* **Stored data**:
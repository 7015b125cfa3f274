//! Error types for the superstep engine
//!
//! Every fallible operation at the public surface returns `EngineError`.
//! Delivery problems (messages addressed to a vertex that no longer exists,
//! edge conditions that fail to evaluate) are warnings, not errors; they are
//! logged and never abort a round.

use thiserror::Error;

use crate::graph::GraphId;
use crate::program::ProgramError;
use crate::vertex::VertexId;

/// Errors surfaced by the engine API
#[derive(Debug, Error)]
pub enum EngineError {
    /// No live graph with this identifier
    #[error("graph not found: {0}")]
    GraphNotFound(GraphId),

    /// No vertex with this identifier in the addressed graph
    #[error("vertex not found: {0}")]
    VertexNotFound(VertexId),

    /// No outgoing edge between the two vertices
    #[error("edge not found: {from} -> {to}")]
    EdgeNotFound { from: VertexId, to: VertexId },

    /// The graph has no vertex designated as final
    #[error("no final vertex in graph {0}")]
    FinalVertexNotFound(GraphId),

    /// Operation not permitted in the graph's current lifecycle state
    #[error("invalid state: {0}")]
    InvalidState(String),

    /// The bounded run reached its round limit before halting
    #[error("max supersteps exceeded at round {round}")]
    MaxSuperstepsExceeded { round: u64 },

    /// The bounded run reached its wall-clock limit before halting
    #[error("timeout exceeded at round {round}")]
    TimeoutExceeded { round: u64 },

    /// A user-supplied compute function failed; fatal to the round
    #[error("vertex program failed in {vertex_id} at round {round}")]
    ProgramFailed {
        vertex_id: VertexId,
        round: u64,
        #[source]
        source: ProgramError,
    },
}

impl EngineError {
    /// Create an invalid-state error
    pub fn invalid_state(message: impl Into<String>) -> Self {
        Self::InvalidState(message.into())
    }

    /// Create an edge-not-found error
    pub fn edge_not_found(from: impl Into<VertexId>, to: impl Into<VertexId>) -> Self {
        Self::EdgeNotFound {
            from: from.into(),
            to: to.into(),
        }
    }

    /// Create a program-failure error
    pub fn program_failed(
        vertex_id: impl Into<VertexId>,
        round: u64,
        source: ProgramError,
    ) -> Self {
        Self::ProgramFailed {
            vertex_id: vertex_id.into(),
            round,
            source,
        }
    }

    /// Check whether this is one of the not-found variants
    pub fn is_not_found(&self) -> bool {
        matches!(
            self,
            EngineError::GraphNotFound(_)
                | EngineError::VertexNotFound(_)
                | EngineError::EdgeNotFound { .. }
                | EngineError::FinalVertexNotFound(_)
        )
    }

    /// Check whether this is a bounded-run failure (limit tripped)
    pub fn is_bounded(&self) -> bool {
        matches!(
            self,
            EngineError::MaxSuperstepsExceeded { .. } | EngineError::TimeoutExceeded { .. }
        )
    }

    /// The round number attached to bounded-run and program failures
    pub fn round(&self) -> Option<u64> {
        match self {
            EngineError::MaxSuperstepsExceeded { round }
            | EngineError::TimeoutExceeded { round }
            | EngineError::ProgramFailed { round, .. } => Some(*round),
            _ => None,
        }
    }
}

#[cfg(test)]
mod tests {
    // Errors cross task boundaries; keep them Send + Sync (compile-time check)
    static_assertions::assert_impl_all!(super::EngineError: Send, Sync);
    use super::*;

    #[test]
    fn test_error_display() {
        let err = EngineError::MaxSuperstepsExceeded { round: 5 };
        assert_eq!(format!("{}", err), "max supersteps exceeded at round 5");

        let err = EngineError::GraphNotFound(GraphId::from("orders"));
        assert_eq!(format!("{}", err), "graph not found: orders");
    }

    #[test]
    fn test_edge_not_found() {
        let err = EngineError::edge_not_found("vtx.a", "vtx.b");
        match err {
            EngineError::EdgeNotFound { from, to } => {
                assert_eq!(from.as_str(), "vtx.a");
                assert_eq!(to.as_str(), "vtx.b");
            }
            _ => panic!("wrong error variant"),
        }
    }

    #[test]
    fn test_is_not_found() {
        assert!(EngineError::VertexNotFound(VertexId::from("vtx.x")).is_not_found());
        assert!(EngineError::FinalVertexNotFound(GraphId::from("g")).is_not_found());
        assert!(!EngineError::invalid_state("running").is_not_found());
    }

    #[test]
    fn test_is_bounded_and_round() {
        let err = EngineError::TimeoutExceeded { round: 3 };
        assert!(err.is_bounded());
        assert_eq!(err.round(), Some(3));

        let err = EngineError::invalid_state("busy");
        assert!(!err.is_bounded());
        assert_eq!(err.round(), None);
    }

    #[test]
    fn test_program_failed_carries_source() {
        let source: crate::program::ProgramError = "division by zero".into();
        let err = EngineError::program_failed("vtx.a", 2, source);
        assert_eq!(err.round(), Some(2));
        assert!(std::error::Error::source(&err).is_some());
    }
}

* **Problem details**: An identical copy of the preceding records should be returned.

* **Finished exercise**:
repository 7015b125cfa3f274
//! Error types for the superstep engine
//!
//! Every fallible operation at the public surface returns `EngineError`.
//! Delivery problems (messages addressed to a vertex that no longer exists,
//! edge conditions that fail to evaluate) are warnings, not errors; they are
//! logged and never abort a round.

use thiserror::Error;

use crate::graph::GraphId;
use crate::program::ProgramError;
use crate::vertex::VertexId;

/// Errors surfaced by the engine API
#[derive(Debug, Error)]
pub enum EngineError {
    /// No live graph with this identifier
    #[error("graph not found: {0}")]
    GraphNotFound(GraphId),

    /// No vertex with this identifier in the addressed graph
    #[error("vertex not found: {0}")]
    VertexNotFound(VertexId),

    /// No outgoing edge between the two vertices
    #[error("edge not found: {from} -> {to}")]
    EdgeNotFound { from: VertexId, to: VertexId },

    /// The graph has no vertex designated as final
    #[error("no final vertex in graph {0}")]
    FinalVertexNotFound(GraphId),

    /// Operation not permitted in the graph's current lifecycle state
    #[error("invalid state: {0}")]
    InvalidState(String),

    /// The bounded run reached its round limit before halting
    #[error("max supersteps exceeded at round {round}")]
    MaxSuperstepsExceeded { round: u64 },

    /// The bounded run reached its wall-clock limit before halting
    #[error("timeout exceeded at round {round}")]
    TimeoutExceeded { round: u64 },

    /// A user-supplied compute function failed; fatal to the round
    #[error("vertex program failed in {vertex_id} at round {round}")]
    ProgramFailed {
        vertex_id: VertexId,
        round: u64,
        #[source]
        source: ProgramError,
    },
}

impl EngineError {
    /// Create an invalid-state error
    pub fn invalid_state(message: impl Into<String>) -> Self {
        Self::InvalidState(message.into())
    }

    /// Create an edge-not-found error
    pub fn edge_not_found(from: impl Into<VertexId>, to: impl Into<VertexId>) -> Self {
        Self::EdgeNotFound {
            from: from.into(),
            to: to.into(),
        }
    }

    /// Create a program-failure error
    pub fn program_failed(
        vertex_id: impl Into<VertexId>,
        round: u64,
        source: ProgramError,
    ) -> Self {
        Self::ProgramFailed {
            vertex_id: vertex_id.into(),
            round,
            source,
        }
    }

    /// Check whether this is one of the not-found variants
    pub fn is_not_found(&self) -> bool {
        matches!(
            self,
            EngineError::GraphNotFound(_)
                | EngineError::VertexNotFound(_)
                | EngineError::EdgeNotFound { .. }
                | EngineError::FinalVertexNotFound(_)
        )
    }

    /// Check whether this is a bounded-run failure (limit tripped)
    pub fn is_bounded(&self) -> bool {
        matches!(
            self,
            EngineError::MaxSuperstepsExceeded { .. } | EngineError::TimeoutExceeded { .. }
        )
    }

    /// The round number attached to bounded-run and program failures
    pub fn round(&self) -> Option<u64> {
        match self {
            EngineError::MaxSuperstepsExceeded { round }
            | EngineError::TimeoutExceeded { round }
            | EngineError::ProgramFailed { round, .. } => Some(*round),
            _ => None,
        }
    }
}

#[cfg(test)]
mod tests {
    // Errors cross task boundaries; keep them Send + Sync (compile-time check)
    static_assertions::assert_impl_all!(super::EngineError: Send, Sync);
    use super::*;

    #[test]
    fn test_error_display() {
        let err = EngineError::MaxSuperstepsExceeded { round: 5 };
        assert_eq!(format!("{}", err), "max supersteps exceeded at round 5");

        let err = EngineError::GraphNotFound(GraphId::from("orders"));
        assert_eq!(format!("{}", err), "graph not found: orders");
    }

    #[test]
    fn test_edge_not_found() {
        let err = EngineError::edge_not_found("vtx.a", "vtx.b");
        match err {
            EngineError::EdgeNotFound { from, to } => {
                assert_eq!(from.as_str(), "vtx.a");
                assert_eq!(to.as_str(), "vtx.b");
            }
            _ => panic!("wrong error variant"),
        }
    }

    #[test]
    fn test_is_not_found() {
        assert!(EngineError::VertexNotFound(VertexId::from("vtx.x")).is_not_found());
        assert!(EngineError::FinalVertexNotFound(GraphId::from("g")).is_not_found());
        assert!(!EngineError::invalid_state("running").is_not_found());
    }

    #[test]
    fn test_is_bounded_and_round() {
        let err = EngineError::TimeoutExceeded { round: 3 };
        assert!(err.is_bounded());
        assert_eq!(err.round(), Some(3));

        let err = EngineError::invalid_state("busy");
        assert!(!err.is_bounded());
        assert_eq!(err.round(), None);
    }

    #[test]
    fn test_program_failed_carries_source() {
        let source: crate::program::ProgramError = "division by zero".into();
        let err = EngineError::program_failed("vtx.a", 2, source);
        assert_eq!(err.round(), Some(2));
        assert!(std::error::Error::source(&err).is_some());
    }
}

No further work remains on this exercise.